(Stored entries)
╭──

//! Storage abstraction for the Cinder document vault
//!
//! Trait-based abstraction over two independent stores: the record store
//! (durable per-document metadata, keyed by locator) and the blob store
//! (ciphertext bytes, keyed by the same locator). Both traits are
//! synchronous (no async) to maintain a clean synchronous API design.
//!
//! The correctness-critical operation is [`RecordStore::try_consume`]:
//! a single atomic read-modify-write of the consumption counter.
//! Everything else is plain keyed reads, write-once inserts, and
//! idempotent deletes.

#![forbid(unsafe_code)]
#![deny(missing_docs)]

mod error;
mod fs;
mod memory;
mod record;
mod redb;

pub use error::StorageError;
pub use fs::FsBlobStore;
pub use memory::{MemoryBlobStore, MemoryRecordStore};
pub use record::VaultRecord;

pub use self::redb::RedbRecordStore;

/// Outcome of a [`RecordStore::try_consume`] attempt.
#[derive(Debug, Clone, PartialEq, Eq)]
pub enum ConsumeAttempt {
    /// The counter was incremented. Carries the post-increment record:
    /// `uses_consumed` reflects this consumption, and
    /// `uses_consumed == max_uses` means the caller is responsible for
    /// destroying the document.
    Consumed(VaultRecord),

    /// No record exists for this locator (never existed, or already
    /// destroyed).
    Missing,

    /// The record exists but `uses_consumed` had already reached
    /// `max_uses`. The counter was not modified.
    Exhausted,
}

/// Durable per-document metadata, keyed by locator.
///
/// Must be Clone (handles are shared across concurrent callers), Send +
/// Sync (thread-safe), and synchronous (no async methods).
/// Implementations typically share internal state via Arc, so clones
/// access the same underlying storage.
///
/// # Panics
///
/// Implementations may panic if internal synchronization primitives are
/// poisoned (a thread panicked while holding a lock). Acceptable for
/// test/simulation code, but production implementations should avoid
/// poisonable locks.
pub trait RecordStore: Clone + Send + Sync + 'static {
    /// Insert a freshly registered record.
    ///
    /// # Invariants
    ///
    /// - Pre: the record's ciphertext is already in the blob store (a
    ///   visible record always has backing ciphertext)
    /// - Post: the record is durable and visible under its locator
    ///
    /// # Errors
    ///
    /// `StorageError::Conflict` if the locator already exists. Locators
    /// are generated with 96 bits of entropy, so a conflict indicates an
    /// entropy failure, not a retryable condition.
    fn insert(&self, record: &VaultRecord) -> Result<(), StorageError>;

    /// Load a record by locator. `None` if no record exists.
    fn get(&self, locator: &str) -> Result<Option<VaultRecord>, StorageError>;

    /// Atomically increment the consumption counter if the record is not
    /// yet exhausted.
    ///
    /// This is a single atomic read-modify-write: under arbitrary
    /// concurrent callers, exactly one may be the call that pushes
    /// `uses_consumed` to `max_uses`, and the counter never exceeds
    /// `max_uses`.
    fn try_consume(&self, locator: &str) -> Result<ConsumeAttempt, StorageError>;

    /// Delete a record, returning whether one was actually removed.
    /// Idempotent - deleting an absent locator is not an error, it just
    /// reports `false`.
    fn delete(&self, locator: &str) -> Result<bool, StorageError>;

    /// Snapshot of records with `uses_consumed >= max_uses` and
    /// `destroyed == false`.
    ///
    /// Used by the sweep pass. Finite, safe to re-run from scratch;
    /// records destroyed between the snapshot and their deletion are
    /// handled by the deletes being idempotent.
    fn list_exhausted(&self) -> Result<Vec<VaultRecord>, StorageError>;
}

/// Ciphertext bytes keyed by locator, write-once / delete-once.
///
/// Same Clone + Send + Sync + synchronous contract as [`RecordStore`].
pub trait BlobStore: Clone + Send + Sync + 'static {
    /// Store ciphertext for a locator.
    ///
    /// # Errors
    ///
    /// `StorageError::Conflict` if ciphertext already exists for this
    /// locator (blobs are write-once).
    fn put(&self, locator: &str, ciphertext: &[u8]) -> Result<(), StorageError>;

    /// Load ciphertext. `None` if no blob exists for this locator.
    fn get(&self, locator: &str) -> Result<Option<Vec<u8>>, StorageError>;

    /// Delete ciphertext. Idempotent - deleting an absent blob is not an
    /// error.
    fn delete(&self, locator: &str) -> Result<(), StorageError>;
}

╰──

Goal of the exercise - Copy out the records once more, exactly as they are written.

Answer below -
//! Storage abstraction for the Cinder document vault
//!
//! Trait-based abstraction over two independent stores: the record store
//! (durable per-document metadata, keyed by locator) and the blob store
//! (ciphertext bytes, keyed by the same locator). Both traits are
//! synchronous (no async) to maintain a clean synchronous API design.
//!
//! The correctness-critical operation is [`RecordStore::try_consume`]:
//! a single atomic read-modify-write of the consumption counter.
//! Everything else is plain keyed reads, write-once inserts, and
//! idempotent deletes.

#![forbid(unsafe_code)]
#![deny(missing_docs)]

mod error;
mod fs;
mod memory;
mod record;
mod redb;

pub use error::StorageError;
pub use fs::FsBlobStore;
pub use memory::{MemoryBlobStore, MemoryRecordStore};
pub use record::VaultRecord;

pub use self::redb::RedbRecordStore;

/// Outcome of a [`RecordStore::try_consume`] attempt.
#[derive(Debug, Clone, PartialEq, Eq)]
pub enum ConsumeAttempt {
    /// The counter was incremented. Carries the post-increment record:
    /// `uses_consumed` reflects this consumption, and
    /// `uses_consumed == max_uses` means the caller is responsible for
    /// destroying the document.
    Consumed(VaultRecord),

    /// No record exists for this locator (never existed, or already
    /// destroyed).
    Missing,

    /// The record exists but `uses_consumed` had already reached
    /// `max_uses`. The counter was not modified.
    Exhausted,
}

/// Durable per-document metadata, keyed by locator.
///
/// Must be Clone (handles are shared across concurrent callers), Send +
/// Sync (thread-safe), and synchronous (no async methods).
/// Implementations typically share internal state via Arc, so clones
/// access the same underlying storage.
///
/// # Panics
///
/// Implementations may panic if internal synchronization primitives are
/// poisoned (a thread panicked while holding a lock). Acceptable for
/// test/simulation code, but production implementations should avoid
/// poisonable locks.
pub trait RecordStore: Clone + Send + Sync + 'static {
    /// Insert a freshly registered record.
    ///
    /// # Invariants
    ///
    /// - Pre: the record's ciphertext is already in the blob store (a
    ///   visible record always has backing ciphertext)
    /// - Post: the record is durable and visible under its locator
    ///
    /// # Errors
    ///
    /// `StorageError::Conflict` if the locator already exists. Locators
    /// are generated with 96 bits of entropy, so a conflict indicates an
    /// entropy failure, not a retryable condition.
    fn insert(&self, record: &VaultRecord) -> Result<(), StorageError>;

    /// Load a record by locator. `None` if no record exists.
    fn get(&self, locator: &str) -> Result<Option<VaultRecord>, StorageError>;

    /// Atomically increment the consumption counter if the record is not
    /// yet exhausted.
    ///
    /// This is a single atomic read-modify-write: under arbitrary
    /// concurrent callers, exactly one may be the call that pushes
    /// `uses_consumed` to `max_uses`, and the counter never exceeds
    /// `max_uses`.
    fn try_consume(&self, locator: &str) -> Result<ConsumeAttempt, StorageError>;

    /// Delete a record, returning whether one was actually removed.
    /// Idempotent - deleting an absent locator is not an error, it just
    /// reports `false`.
    fn delete(&self, locator: &str) -> Result<bool, StorageError>;

    /// Snapshot of records with `uses_consumed >= max_uses` and
    /// `destroyed == false`.
    ///
    /// Used by the sweep pass. Finite, safe to re-run from scratch;
    /// records destroyed between the snapshot and their deletion are
    /// handled by the deletes being idempotent.
    fn list_exhausted(&self) -> Result<Vec<VaultRecord>, StorageError>;
}

/// Ciphertext bytes keyed by locator, write-once / delete-once.
///
/// Same Clone + Send + Sync + synchronous contract as [`RecordStore`].
pub trait BlobStore: Clone + Send + Sync + 'static {
    /// Store ciphertext for a locator.
    ///
    /// # Errors
    ///
    /// `StorageError::Conflict` if ciphertext already exists for this
    /// locator (blobs are write-once).
    fn put(&self, locator: &str, ciphertext: &[u8]) -> Result<(), StorageError>;

    /// Load ciphertext. `None` if no blob exists for this locator.
    fn get(&self, locator: &str) -> Result<Option<Vec<u8>>, StorageError>;

    /// Delete ciphertext. Idempotent - deleting an absent blob is not an
    /// error.
    fn delete(&self, locator: &str) -> Result<(), StorageError>;
}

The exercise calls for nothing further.